I know that the engine doesn't perform well above 3k RPM, so I always try to keep it under. But it has almost no acceleration in 6th.
So the added engine friction and heat losses in (manually forced) 5th gear, compensate for the added torque compared to accelerating it in what the automatic gearbox would recommend in 6th gear.
Even at 105F, 6th gear functions well to maintain speed, but it no longer has any overtaking power, or acceleration at these speeds.


----------



## ChevyGuy (Dec 13, 2014)

You might want to read this thread: http://www.cruzetalk.com/forum/34-gen1-1-4l-turbo/2992-gm-confirms-use-91-octane-fuel.html

Or for that matter, any of the numerious threads about octane on this board.

The Cruze is octane sensitive. In part because it's was originally designed for higher octane until the sales department overruled the engineers and made them adjust the programming. 

Bottom line, octane DOES make a big difference in this car. It will only cost you a few bucks to find out for yourself on your next fill-up.

And if you decide to go for a tune because you feel the stock programming doesn't take advantage of the mods, you'll probably end up with premium anyway.


----------



## ProDigit (Aug 31, 2015)

Explain exactly how higher octane is in any way going to affect performance on the cruze?
That car isn't pinging. The engine block and air intake remain relatively balanced, regardless of the outside temperatures.

I already ran my car with Premium fuel.
But Premium fuel from off brands like racetrack, Mobil, Esso, and other no name brands, do absolutely nothing performance wise.

The only 2 brands are BP and Shell, and that's not because the fuel is Hi-Octane.
If anything, higher octane should lower MPG, when riding the car moderately, because it takes longer to combust.


----------



## ChevyGuy (Dec 13, 2014)

ProDigit said:


> That car isn't pinging.


The computer won't let it. As soon as it starts, it backs off the ignition timing and/or boost. But it will test from time to time to see if it can push it a little further. 

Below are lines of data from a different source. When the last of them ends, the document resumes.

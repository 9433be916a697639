// svg-studio - Build Task Runner
// Unified build system using cargo xtask pattern

use anyhow::{Context, Result};
use xshell::{Shell, cmd};

fn main() -> Result<()> {
    let sh = Shell::new()?;
    let args: Vec<_> = std::env::args().skip(1).collect();

    match args.first().map(|s| s.as_str()) {
        Some("build") => {
            let release = args.contains(&"--release".to_string());
            build(&sh, release)
        }
        Some("test") => test(&sh),
        Some("format") => {
            let check = args.contains(&"--check".to_string());
            format(&sh, check)
        }
        Some("clippy") => clippy(&sh),
        Some("run") => run(&sh, &args[1..]),
        Some("clean") => clean(&sh),
        Some("ci") => ci(&sh),
        Some("dist") => dist(&sh),
        _ => {
            print_help();
            Ok(())
        }
    }
}

fn print_help() {
    println!("svg-studio - Build Commands:");
    println!();
    println!("Usage: cargo xtask <COMMAND> [OPTIONS]");
    println!();
    println!("Commands:");
    println!("  build [--release]   Build the server");
    println!("  test                Run all tests");
    println!("  format [--check]    Format code (check mode doesn't modify)");
    println!("  clippy              Run clippy checks");
    println!("  run [ARGS...]       Build and run the server");
    println!("  clean               Clean build artifacts");
    println!("  ci                  Run all CI checks (format + clippy + build + test)");
    println!("  dist                Create distribution package (tar.gz)");
    println!();
    println!("Examples:");
    println!("  cargo xtask build --release");
    println!("  cargo xtask run -- --port 8080");
}

/// Build the server binary
fn build(sh: &Shell, release: bool) -> Result<()> {
    let _dir = sh.push_dir(project_root().join("backend"));

    if release {
        println!("🦀 Building svg-studio (release)...");
        cmd!(sh, "cargo build --release")
            .run()
            .context("Failed to build backend in release mode")?;
        create_distribution(sh)?;
        println!("📦 Distribution layout: build/dist/");
    } else {
        println!("🦀 Building svg-studio...");
        cmd!(sh, "cargo build").run().context("Failed to build backend")?;
    }

    println!("✅ Build complete");
    Ok(())
}

/// Create distribution package structure
fn create_distribution(sh: &Shell) -> Result<()> {
    let project = project_root();
    let dist_dir = project.join("build/dist");

    cmd!(sh, "mkdir -p {dist_dir}/bin").run()?;
    cmd!(sh, "mkdir -p {dist_dir}/conf").run()?;
    cmd!(sh, "mkdir -p {dist_dir}/logs").run()?;
    cmd!(sh, "mkdir -p {dist_dir}/web").run()?;

    let binary_src = project.join("target/release/svg-studio");
    let binary_dst = dist_dir.join("bin/svg-studio");
    cmd!(sh, "cp {binary_src} {binary_dst}").run()?;

    let web_src = project.join("backend/web");
    if web_src.exists() {
        let web_dst = dist_dir.join("web");
        cmd!(sh, "cp -r {web_src}/. {web_dst}/").run()?;
    }

    let config_src = project.join("backend/conf/config.toml");
    let config_dst = dist_dir.join("conf/config.toml");
    std::fs::copy(&config_src, &config_dst).context("Failed to copy config.toml")?;

    Ok(())
}

/// Run all tests
fn test(sh: &Shell) -> Result<()> {
    println!("🧪 Running tests...");
    let _dir = sh.push_dir(project_root());

    cmd!(sh, "cargo test --workspace").run().context("Tests failed")?;

    println!("✅ All tests passed!");
    Ok(())
}

/// Format code
fn format(sh: &Shell, check: bool) -> Result<()> {
    let _dir = sh.push_dir(project_root());

    if check {
        cmd!(sh, "cargo fmt --all -- --check")
            .run()
            .context("Rust code is not formatted")?;
        println!("✅ Rust code is properly formatted");
    } else {
        cmd!(sh, "cargo fmt --all").run().context("Failed to format Rust code")?;
        println!("✅ Rust code formatted");
    }

    Ok(())
}

/// Run clippy checks
fn clippy(sh: &Shell) -> Result<()> {
    let _dir = sh.push_dir(project_root());

    cmd!(sh, "cargo clippy --workspace --all-targets -- --deny warnings --allow clippy::uninlined-format-args")
        .run()
        .context("Clippy checks failed")?;

    Ok(())
}

/// Build and run the server
fn run(sh: &Shell, args: &[String]) -> Result<()> {
    let _dir = sh.push_dir(project_root().join("backend"));

    println!("▶️  Starting svg-studio...");
    let mut cmd = cmd!(sh, "cargo run --bin svg-studio --");
    for arg in args {
        cmd = cmd.arg(arg);
    }

    cmd.run().context("Failed to run application")?;
    Ok(())
}

/// Clean build artifacts
fn clean(sh: &Shell) -> Result<()> {
    let project = project_root();
    let _dir = sh.push_dir(&project);

    println!("🧹 Cleaning build artifacts...");
    cmd!(sh, "cargo clean").run()?;

    let build_dir = project.join("build");
    if build_dir.exists() {
        cmd!(sh, "rm -rf {build_dir}").run()?;
    }

    println!("✅ Clean complete!");
    Ok(())
}

/// Run all CI checks (format + clippy + build + test)
fn ci(sh: &Shell) -> Result<()> {
    println!("🔄 Running CI pipeline...");

    println!("📝 [1/4] Checking code format...");
    format(sh, true)?;

    println!("🔍 [2/4] Running clippy checks...");
    clippy(sh)?;

    println!("🔨 [3/4] Building project...");
    build(sh, true)?;

    println!("🧪 [4/4] Running tests...");
    test(sh)?;

    println!("🎉 CI pipeline completed successfully!");
    Ok(())
}

/// Create distribution package (tar.gz)
fn dist(sh: &Shell) -> Result<()> {
    build(sh, true)?;

    let dist_dir = project_root().join("build/dist");
    let timestamp = chrono::Local::now().format("%Y%m%d_%H%M%S");
    let package_name = format!("svg-studio-{}.tar.gz", timestamp);
    let package_path = dist_dir.join(&package_name);

    println!("📋 Creating tarball: {}...", package_name);
    let _dir = sh.push_dir(&dist_dir);
    cmd!(sh, "tar czf {package_name} bin conf logs web")
        .run()
        .context("Failed to create tarball")?;

    println!("✅ Distribution package created!");
    println!("   Location: {}", package_path.display());
    Ok(())
}

/// Get project root directory
fn project_root() -> std::path::PathBuf {
    std::path::Path::new(&env!("CARGO_MANIFEST_DIR"))
        .ancestors()
        .nth(1)
        .map(|p| p.to_path_buf())
        .unwrap_or_default()
}
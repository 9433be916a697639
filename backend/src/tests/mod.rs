mod common;
mod page_test;
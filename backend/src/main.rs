use std::path::Path;
use std::sync::Arc;

use clap::Parser;
use tracing_appender::non_blocking::WorkerGuard;
use tracing_subscriber::{EnvFilter, fmt, layer::SubscriberExt, util::SubscriberInitExt};

use svg_studio::config::{Config, LoggingConfig};
use svg_studio::{AppState, build_router};

#[derive(Debug, Parser)]
#[command(name = "svg-studio", version, about = "Prompt-to-SVG web service")]
struct Cli {
    /// Path to config.toml (defaults to conf/config.toml or ./config.toml)
    #[arg(short, long)]
    config: Option<String>,

    /// Override server.host
    #[arg(long)]
    host: Option<String>,

    /// Override server.port
    #[arg(short, long)]
    port: Option<u16>,
}

#[tokio::main]
async fn main() -> anyhow::Result<()> {
    dotenvy::dotenv().ok();
    let cli = Cli::parse();

    let mut config = Config::load(cli.config.as_deref())?;
    if let Some(host) = cli.host {
        config.server.host = host;
    }
    if let Some(port) = cli.port {
        config.server.port = port;
    }

    let _guard = init_tracing(&config.logging);

    let addr = format!("{}:{}", config.server.host, config.server.port);
    let state = Arc::new(AppState::from_config(config));
    let app = build_router(state);

    let listener = tokio::net::TcpListener::bind(&addr).await?;
    tracing::info!("svg-studio listening on http://{}", addr);
    tracing::info!("API docs available at http://{}/swagger-ui", addr);

    axum::serve(listener, app)
        .with_graceful_shutdown(shutdown_signal())
        .await?;

    tracing::info!("Server stopped");
    Ok(())
}

/// Console output plus an optional daily-rolling log file
fn init_tracing(logging: &LoggingConfig) -> Option<WorkerGuard> {
    let filter =
        EnvFilter::try_from_default_env().unwrap_or_else(|_| EnvFilter::new(&logging.level));

    let (file_layer, guard) = match logging.file.as_deref().map(Path::new) {
        Some(path) => {
            let dir = path
                .parent()
                .filter(|p| !p.as_os_str().is_empty())
                .unwrap_or_else(|| Path::new("."));
            let file_name = path
                .file_name()
                .map(|n| n.to_os_string())
                .unwrap_or_else(|| "svg-studio.log".into());
            let appender = tracing_appender::rolling::daily(dir, file_name);
            let (writer, guard) = tracing_appender::non_blocking(appender);
            (Some(fmt::layer().with_writer(writer).with_ansi(false)), Some(guard))
        },
        None => (None, None),
    };

    tracing_subscriber::registry()
        .with(filter)
        .with(fmt::layer())
        .with(file_layer)
        .init();

    guard
}

async fn shutdown_signal() {
    let ctrl_c = async {
        if let Err(e) = tokio::signal::ctrl_c().await {
            tracing::error!("Failed to install Ctrl+C handler: {}", e);
        }
    };

    #[cfg(unix)]
    let terminate = async {
        match tokio::signal::unix::signal(tokio::signal::unix::SignalKind::terminate()) {
            Ok(mut sig) => {
                sig.recv().await;
            },
            Err(e) => tracing::error!("Failed to install SIGTERM handler: {}", e),
        }
    };

    #[cfg(not(unix))]
    let terminate = std::future::pending::<()>();

    tokio::select! {
        _ = ctrl_c => {},
        _ = terminate => {},
    }

    tracing::info!("Shutdown signal received");
}
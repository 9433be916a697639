use axum::body::Body;
use axum::http::{self, StatusCode, header};
use tower::ServiceExt;

use crate::tests::common::{MockChat, MockStore, body_json, body_text, get, test_app};

fn app() -> axum::Router {
    test_app(MockChat::replying(""), MockStore::returning_id("x"))
}

fn language_form(uri: &str, body: &'static str) -> http::Request<Body> {
    http::Request::post(uri)
        .header(header::CONTENT_TYPE, "application/x-www-form-urlencoded")
        .header(header::CONTENT_LENGTH, body.len())
        .body(Body::from(body))
        .unwrap()
}

#[tokio::test]
async fn test_language_switch_on_any_page_path() {
    for uri in ["/", "/gallery?page=2", "/generator"] {
        let response = app().oneshot(language_form(uri, "language=fr")).await.unwrap();

        assert_eq!(response.status(), StatusCode::SEE_OTHER, "uri {}", uri);
        assert_eq!(response.headers()[header::LOCATION], uri);
        let cookie = response.headers()[header::SET_COOKIE].to_str().unwrap();
        assert!(cookie.starts_with("locale=fr;"));
        assert!(cookie.contains("Max-Age=31536000"));
    }
}

#[tokio::test]
async fn test_index_renders_cookie_locale() {
    let request = http::Request::get("/")
        .header(header::COOKIE, "locale=fr")
        .body(Body::empty())
        .unwrap();

    let response = app().oneshot(request).await.unwrap();

    assert_eq!(response.status(), StatusCode::OK);
    assert_eq!(response.headers()[header::CONTENT_LANGUAGE], "fr");
    let html = body_text(response).await;
    assert!(html.contains("Bienvenue sur le générateur SVG"));
}

#[tokio::test]
async fn test_i18n_table_from_accept_language() {
    let request = http::Request::get("/i18n")
        .header(header::ACCEPT_LANGUAGE, "fr-FR,fr;q=0.9")
        .body(Body::empty())
        .unwrap();

    let response = app().oneshot(request).await.unwrap();

    let body = body_json(response).await;
    assert_eq!(body["lang"], "fr");
    assert_eq!(body["ui"]["nav"]["gallery"], "Galerie");
    assert_eq!(body["languages"][0]["code"], "en");
    assert_eq!(body["languages"][1]["name"], "French");
}

#[tokio::test]
async fn test_invalid_cookie_never_wins() {
    let request = http::Request::get("/i18n")
        .header(header::COOKIE, "locale=es")
        .body(Body::empty())
        .unwrap();

    let response = app().oneshot(request).await.unwrap();

    assert_eq!(body_json(response).await["lang"], "en");
}

#[tokio::test]
async fn test_unknown_page_is_not_found() {
    let response = app().oneshot(get("/nowhere")).await.unwrap();

    assert_eq!(response.status(), StatusCode::NOT_FOUND);
}

#[tokio::test]
async fn test_openapi_document_lists_routes() {
    let response = app().oneshot(get("/api-docs/openapi.json")).await.unwrap();

    assert_eq!(response.status(), StatusCode::OK);
    let doc = body_json(response).await;
    assert!(doc["paths"]["/api/generateSVGFormatted"]["post"].is_object());
    assert!(doc["paths"]["/api/saveSVG"]["post"].is_object());
}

You might also try different sparkplugs. The thread http://www.cruzetalk.com/forum/34-gen1-1-4l-turbo/21850-hesitation-gone.html shows that they can make a big difference as well.


----------



## au201 (May 18, 2013)

ProDigit said:


> Explain exactly how higher octane is in any way going to affect performance on the cruze?
> That car isn't pinging. The engine block and air intake remain relatively balanced, regardless of the outside temperatures.
> 
> I already ran my car with Premium fuel.
> ...


The Cruze was designed to run on premium. It has been confirmed multiple times before from factual data, not just anecdotal. The computer will pull timing and boost like crazy in hot weather with 87 octane to PREVENT pinging, hence the reason it's not. Higher octane gas does not take any appreciable amount of time longer to burn when ignited with a a spark plug. Higher octane can and will help your car's performance and gas mileage. 


Sent from AutoGuide.com Free App


----------



## ChevyGuy (Dec 13, 2014)

ProDigit said:


> Explain exactly how higher octane is in any way going to affect performance on the cruze?


I had to look it up: "The octane rating of gasoline essentially tells you how much the air-fuel mixture can be compressed before it will spontaneously ignite." In a small-block turbo charged car, air-fuel mixture will get compressed beyond what a normally aspirated engine would do. With a higher octane gas, the computer can be more aggressive about trying to get more power before having to pull back to prevent pinging.


----------



## jblackburn (Apr 14, 2012)

I put a tank of 87 in my 2012 a week or two ago just because I didn't want to go to the cheaper 93 oct station further away, but didn't want to pay the 90c/gallon difference at the station I went to. 

Holy crap. Such a difference in power delivery at low RPM. The timing pull is immediately noticeable on the early engines, especially with the plugs that do let the car pick up lower in the RPM range without knocking. Power delivery up to about 3000 RPM just felt neutered. 

So far the 16 doesn't seem to care. I'd love if it ran on 87 year round.


----------



## ProDigit (Aug 31, 2015)

au201 said:


> The Cruze was designed to run on premium. It has been confirmed multiple times before from factual data, not just anecdotal. The computer will pull timing and boost like crazy in hot weather with 87 octane to PREVENT pinging, hence the reason it's not. Higher octane gas does not take any appreciable amount of time longer to burn when ignited with a a spark plug. Higher octane can and will help your car's performance and gas mileage.
> 
> 
> Sent from AutoGuide.com Free App


Now THIS I can understand.
It's a computer error then, since the cylinders and engine as a whole, really don't raise a degree at all.
The cooling capabilities are spot on for the car.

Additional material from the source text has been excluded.